Divorce is a major financial transaction, both in what it costs for the divorce itself and for what it does to a couple’s income and assets. Here are some tips and advice for keeping the costs of divorce manageable and emerging from the split in the best financial shape possible.

Financial tip #1: Remember that fighting costs money

As Dallas divorce attorney Scott Downing says, “You have to pick your battles. It doesn’t make sense to spend $30,000 fighting over a $5,000 asset.” (D Magazine, Oct. 2011, p. 127) “Try to think of it as a business transaction,” advises one woman who used a mediator to handle her divorce. “You’ll save a lot of time, energy, and money.” (The Week, 5-20-2011)

Financial tip #2: Work it out with each other ahead of time

The more issues you can work out on your own before it gets into mediation, the less it will cost you for these professional services. Spouses who work out as many financial and practical details as possible between themselves can save quite a bit of money.

Financial tip #3: Help your lawyer

If you do end up using an attorney, be aware that your costs can typically be reduced when you take on some of the tasks yourself, such as collecting important documents, gathering bank statements, or assembling other information that will help your case.

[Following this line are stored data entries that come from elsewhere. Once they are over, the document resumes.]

//! High score record
//!
//! Scores live in a process-wide key-value store that survives restarts.
//! The game only ever writes one record on game over: the last score is
//! always overwritten, the high score only when beaten.

use std::collections::{BTreeMap, HashMap};
use std::fs;
use std::path::{Path, PathBuf};

use chrono::{Datelike, NaiveDate};
use serde::{Deserialize, Serialize};

use crate::error::{Error, Result};

/// Store keys
pub mod keys {
    pub const HIGH_SCORE: &str = "highScore";
    pub const HIGH_SCORE_DATE: &str = "highScoreDate";
    pub const LAST_SCORE: &str = "lastScore";
    pub const LAST_SCORE_DATE: &str = "lastScoreDate";
    pub const WAS_MINIMIZED: &str = "wasMinimized";
}

/// Placeholder date for a score that was never set
pub const NO_DATE: &str = "N/A";

/// A typed value in the store
#[derive(Debug, Clone, PartialEq, Serialize, Deserialize)]
#[serde(untagged)]
pub enum StoreValue {
    Int(i64),
    Bool(bool),
    Text(String),
}

/// Persistent key-value store with batched writes
pub trait KeyValueStore: Send {
    /// Read a committed value
    fn get(&self, key: &str) -> Result<Option<StoreValue>>;

    /// Stage a write; nothing is durable until `commit`
    fn put(&mut self, key: &str, value: StoreValue);

    /// Make staged writes durable. Staged writes survive a failed commit.
    fn commit(&mut self) -> Result<()>;

    /// Drop staged writes
    fn discard(&mut self);

    fn get_int(&self, key: &str, default: i64) -> i64 {
        match self.get(key) {
            Ok(Some(StoreValue::Int(v))) => v,
            _ => default,
        }
    }

    fn get_text(&self, key: &str, default: &str) -> String {
        match self.get(key) {
            Ok(Some(StoreValue::Text(v))) => v,
            _ => default.to_string(),
        }
    }

    fn get_bool(&self, key: &str, default: bool) -> bool {
        match self.get(key) {
            Ok(Some(StoreValue::Bool(v))) => v,
            _ => default,
        }
    }
}

/// In-memory store for tests and headless runs
#[derive(Debug, Default)]
pub struct MemoryStore {
    values: HashMap<String, StoreValue>,
    staged: Vec<(String, StoreValue)>,
    failing_commits: u32,
}

impl MemoryStore {
    pub fn new() -> Self {
        Self::default()
    }

    /// Make the next `count` commits fail, as an unavailable store would
    pub fn fail_next_commits(&mut self, count: u32) {
        self.failing_commits = count;
    }
}

impl KeyValueStore for MemoryStore {
    fn get(&self, key: &str) -> Result<Option<StoreValue>> {
        Ok(self.values.get(key).cloned())
    }

    fn put(&mut self, key: &str, value: StoreValue) {
        self.staged.push((key.to_string(), value));
    }

    fn commit(&mut self) -> Result<()> {
        if self.failing_commits > 0 {
            self.failing_commits -= 1;
            return Err(Error::StoreUnavailable("memory store offline".into()));
        }
        for (key, value) in self.staged.drain(..) {
            self.values.insert(key, value);
        }
        Ok(())
    }

    fn discard(&mut self) {
        self.staged.clear();
    }
}

/// Store backed by a JSON object in a single file
#[derive(Debug)]
pub struct JsonFileStore {
    path: PathBuf,
    values: BTreeMap<String, StoreValue>,
    staged: Vec<(String, StoreValue)>,
}

impl JsonFileStore {
    /// Open the store, starting empty if the file does not exist yet
    pub fn open(path: impl AsRef<Path>) -> Result<Self> {
        let path = path.as_ref().to_path_buf();
        let values = if path.exists() {
            let json = fs::read_to_string(&path)?;
            serde_json::from_str(&json)?
        } else {
            log::info!("No score file at {}, starting fresh", path.display());
            BTreeMap::new()
        };
        Ok(Self {
            path,
            values,
            staged: Vec::new(),
        })
    }

    pub fn path(&self) -> &Path {
        &self.path
    }
}

impl KeyValueStore for JsonFileStore {
    fn get(&self, key: &str) -> Result<Option<StoreValue>> {
        Ok(self.values.get(key).cloned())
    }

    fn put(&mut self, key: &str, value: StoreValue) {
        self.staged.push((key.to_string(), value));
    }

    fn commit(&mut self) -> Result<()> {
        let mut next = self.values.clone();
        for (key, value) in &self.staged {
            next.insert(key.clone(), value.clone());
        }

        // Write next to the target, then swap it in
        let tmp = self.path.with_extension("tmp");
        fs::write(&tmp, serde_json::to_string_pretty(&next)?)?;
        fs::rename(&tmp, &self.path)?;

        self.values = next;
        self.staged.clear();
        log::debug!("Scores saved to {}", self.path.display());
        Ok(())
    }

    fn discard(&mut self) {
        self.staged.clear();
    }
}

/// Last and best score with the dates they were set
#[derive(Debug, Clone, PartialEq, Eq, Serialize, Deserialize)]
pub struct HighScoreRecord {
    pub last_score: u32,
    pub last_score_date: String,
    pub high_score: u32,
    pub high_score_date: String,
}

impl Default for HighScoreRecord {
    fn default() -> Self {
        Self {
            last_score: 0,
            last_score_date: NO_DATE.to_string(),
            high_score: 0,
            high_score_date: NO_DATE.to_string(),
        }
    }
}

impl HighScoreRecord {
    /// Read the record, falling back to defaults for missing keys
    pub fn load(store: &dyn KeyValueStore) -> Self {
        Self {
            last_score: store.get_int(keys::LAST_SCORE, 0).max(0) as u32,
            last_score_date: store.get_text(keys::LAST_SCORE_DATE, NO_DATE),
            high_score: store.get_int(keys::HIGH_SCORE, 0).max(0) as u32,
            high_score_date: store.get_text(keys::HIGH_SCORE_DATE, NO_DATE),
        }
    }
}

/// Result of recording a finished run
#[derive(Debug, Clone, Copy, PartialEq, Eq)]
pub struct RecordOutcome {
    /// The score beat the stored high score
    pub new_high_score: bool,
    /// The write reached the store
    pub saved: bool,
}

/// The game's only door to durable storage
pub struct ScoreGateway {
    store: Box<dyn KeyValueStore>,
}

impl ScoreGateway {
    pub fn new(store: impl KeyValueStore + 'static) -> Self {
        Self {
            store: Box::new(store),
        }
    }

    /// Current record
    pub fn record(&self) -> HighScoreRecord {
        HighScoreRecord::load(self.store.as_ref())
    }

    /// Record a finished run dated today
    pub fn on_game_over(&mut self, score: u32) -> RecordOutcome {
        let today = chrono::Local::now().date_naive();
        self.record_game_over(score, today)
    }

    /// Record a finished run.
    ///
    /// Never fails: a rejected write is retried once, then dropped with a warning.
    pub fn record_game_over(&mut self, score: u32, date: NaiveDate) -> RecordOutcome {
        let stamp = format_date(date);
        let high_score = self.store.get_int(keys::HIGH_SCORE, 0);
        let new_high_score = i64::from(score) > high_score;

        if new_high_score {
            self.store
                .put(keys::HIGH_SCORE, StoreValue::Int(i64::from(score)));
            self.store
                .put(keys::HIGH_SCORE_DATE, StoreValue::Text(stamp.clone()));
        }
        self.store
            .put(keys::LAST_SCORE, StoreValue::Int(i64::from(score)));
        self.store.put(keys::LAST_SCORE_DATE, StoreValue::Text(stamp));

        let saved = self.commit_with_retry("score");
        if saved && new_high_score {
            log::info!("New high score: {}", score);
        }
        RecordOutcome {
            new_high_score,
            saved,
        }
    }

    /// A run is starting: the app is no longer considered minimized
    pub fn mark_run_started(&mut self) -> bool {
        self.set_was_minimized(false)
    }

    pub fn set_was_minimized(&mut self, minimized: bool) -> bool {
        self.store
            .put(keys::WAS_MINIMIZED, StoreValue::Bool(minimized));
        self.commit_with_retry("wasMinimized flag")
    }

    pub fn was_minimized(&self) -> bool {
        self.store.get_bool(keys::WAS_MINIMIZED, false)
    }

    fn commit_with_retry(&mut self, what: &str) -> bool {
        match self.store.commit() {
            Ok(()) => return true,
            Err(e) => log::warn!("Saving {} failed, retrying once: {}", what, e),
        }
        match self.store.commit() {
            Ok(()) => true,
            Err(e) => {
                log::warn!("Saving {} failed again, dropping write: {}", what, e);
                self.store.discard();
                false
            }
        }
    }
}

/// `M/D/YYYY` without zero padding
pub fn format_date(date: NaiveDate) -> String {
    format!("{}/{}/{}", date.month(), date.day(), date.year())
}

/// Score lines for the start screen
#[derive(Debug, Clone, PartialEq, Eq)]
pub struct StartScreenScores {
    pub record: HighScoreRecord,
}

impl StartScreenScores {
    pub fn new(record: HighScoreRecord) -> Self {
        Self { record }
    }

    /// Lines to show; scores that were never set are left out
    pub fn lines(&self) -> Vec<String> {
        let r = &self.record;
        let mut lines = Vec::new();
        if r.high_score > 0 && r.high_score_date != NO_DATE {
            lines.push(format!("Top Score: {} ({})", r.high_score, r.high_score_date));
        }
        if r.last_score > 0 && r.last_score_date != NO_DATE {
            lines.push(format!("Last Score: {} ({})", r.last_score, r.last_score_date));
        }
        lines
    }
}

#[cfg(test)]
mod tests {
    use super::*;

    fn date(y: i32, m: u32, d: u32) -> NaiveDate {
        NaiveDate::from_ymd_opt(y, m, d).unwrap()
    }

    #[test]
    fn test_format_date_unpadded() {
        assert_eq!(format_date(date(2024, 3, 7)), "3/7/2024");
        assert_eq!(format_date(date(2023, 12, 25)), "12/25/2023");
    }

    #[test]
    fn test_empty_store_defaults() {
        let gateway = ScoreGateway::new(MemoryStore::new());
        let record = gateway.record();
        assert_eq!(record, HighScoreRecord::default());
        assert_eq!(record.high_score_date, "N/A");
        assert!(!gateway.was_minimized());
    }

    #[test]
    fn test_first_game_sets_both() {
        let mut gateway = ScoreGateway::new(MemoryStore::new());
        let outcome = gateway.record_game_over(7, date(2024, 1, 2));
        assert!(outcome.new_high_score);
        assert!(outcome.saved);

        let record = gateway.record();
        assert_eq!(record.high_score, 7);
        assert_eq!(record.high_score_date, "1/2/2024");
        assert_eq!(record.last_score, 7);
        assert_eq!(record.last_score_date, "1/2/2024");
    }

    #[test]
    fn test_lower_score_only_updates_last() {
        let mut gateway = ScoreGateway::new(MemoryStore::new());
        gateway.record_game_over(10, date(2024, 1, 2));
        let outcome = gateway.record_game_over(4, date(2024, 2, 3));
        assert!(!outcome.new_high_score);

        let record = gateway.record();
        assert_eq!(record.high_score, 10);
        assert_eq!(record.high_score_date, "1/2/2024");
        assert_eq!(record.last_score, 4);
        assert_eq!(record.last_score_date, "2/3/2024");
    }

    #[test]
    fn test_equal_score_is_not_a_new_high() {
        let mut gateway = ScoreGateway::new(MemoryStore::new());
        gateway.record_game_over(10, date(2024, 1, 2));
        let outcome = gateway.record_game_over(10, date(2024, 5, 5));
        assert!(!outcome.new_high_score);
        assert_eq!(gateway.record().high_score_date, "1/2/2024");
    }

    #[test]
    fn test_single_failure_is_retried() {
        let mut store = MemoryStore::new();
        store.fail_next_commits(1);
        let mut gateway = ScoreGateway::new(store);
        let outcome = gateway.record_game_over(3, date(2024, 1, 2));
        assert!(outcome.saved);
        assert_eq!(gateway.record().last_score, 3);
    }

    #[test]
    fn test_double_failure_is_dropped() {
        let mut store = MemoryStore::new();
        store.fail_next_commits(2);
        let mut gateway = ScoreGateway::new(store);
        let outcome = gateway.record_game_over(3, date(2024, 1, 2));
        assert!(!outcome.saved);
        assert_eq!(gateway.record(), HighScoreRecord::default());

        // The dropped write does not leak into the next one
        gateway.mark_run_started();
        assert_eq!(gateway.record().last_score, 0);
    }

    #[test]
    fn test_was_minimized_flag() {
        let mut gateway = ScoreGateway::new(MemoryStore::new());
        assert!(gateway.set_was_minimized(true));
        assert!(gateway.was_minimized());
        assert!(gateway.mark_run_started());
        assert!(!gateway.was_minimized());
    }

    #[test]
    fn test_json_store_survives_reopen() {
        let dir = tempfile::tempdir().unwrap();
        let path = dir.path().join("scores.json");

        {
            let store = JsonFileStore::open(&path).unwrap();
            let mut gateway = ScoreGateway::new(store);
            gateway.record_game_over(12, date(2024, 6, 9));
            gateway.set_was_minimized(true);
        }

        let store = JsonFileStore::open(&path).unwrap();
        assert_eq!(store.get_int(keys::HIGH_SCORE, 0), 12);
        assert_eq!(store.get_text(keys::HIGH_SCORE_DATE, NO_DATE), "6/9/2024");
        assert!(store.get_bool(keys::WAS_MINIMIZED, false));
    }

    #[test]
    fn test_json_store_rejects_garbage() {
        let dir = tempfile::tempdir().unwrap();
        let path = dir.path().join("scores.json");
        fs::write(&path, "not json").unwrap();
        assert!(matches!(JsonFileStore::open(&path), Err(Error::Json(_))));
    }

    #[test]
    fn test_json_store_unwritable_path_fails_commit() {
        let dir = tempfile::tempdir().unwrap();
        let path = dir.path().join("missing").join("scores.json");
        let mut store = JsonFileStore::open(&path).unwrap();
        store.put(keys::LAST_SCORE, StoreValue::Int(1));
        assert!(store.commit().is_err());
    }

    #[test]
    fn test_start_screen_lines() {
        let empty = StartScreenScores::new(HighScoreRecord::default());
        assert!(empty.lines().is_empty());

        let scores = StartScreenScores::new(HighScoreRecord {
            last_score: 3,
            last_score_date: "2/1/2024".into(),
            high_score: 9,
            high_score_date: "1/1/2024".into(),
        });
        assert_eq!(
            scores.lines(),
            vec![
                "Top Score: 9 (1/1/2024)".to_string(),
                "Last Score: 3 (2/1/2024)".to_string(),
            ]
        );
    }
}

Financial tip #4: Have a nest egg

In the best case scenario, each of you should build up a small little nest egg to cover unexpected costs once the divorce is final. You are likely to encounter unexpected costs, so start saving your pennies now so that you can absorb these surprises. If you’re not in a drag-out brawl with your partner, postponing the divorce or continuing to share a residence until both of you are on stable financial footing will help the post-divorce adjustment go a lot more smoothly.

Financial tip #5: Recognize there are no do-over’s

What is initially decided in a divorce can be very difficult and expensive to undo later, if not impossible. So be sure to do your homework.

Financial tip #6: Work out who claims children as dependents

Be sure to specify who will claim the children as dependents and have this spelled out in the divorce documents. In years past, the higher earning spouse often got a bigger benefit, but starting in 2013 the personal exemption phases out for single filers starting at $250,000 in adjusted gross income, so sometimes the lower earning spouse will derive more benefit from claiming the kids as dependents on their taxes.

Additional Divorce Finance Tips:

  • If you’re not sure of finances; do a financial background check on your spouse.
  • If your children are girls, consider putting it in writing how their weddings will be paid for.
  • You might also want to consider stipulating that each spouse contribute to a college fund for your children.
  • Health insurance can be a big problem for women, many of whom were on their husband’s policies. Consider stipulating that he pay, or keep you on coverage until you can get your own.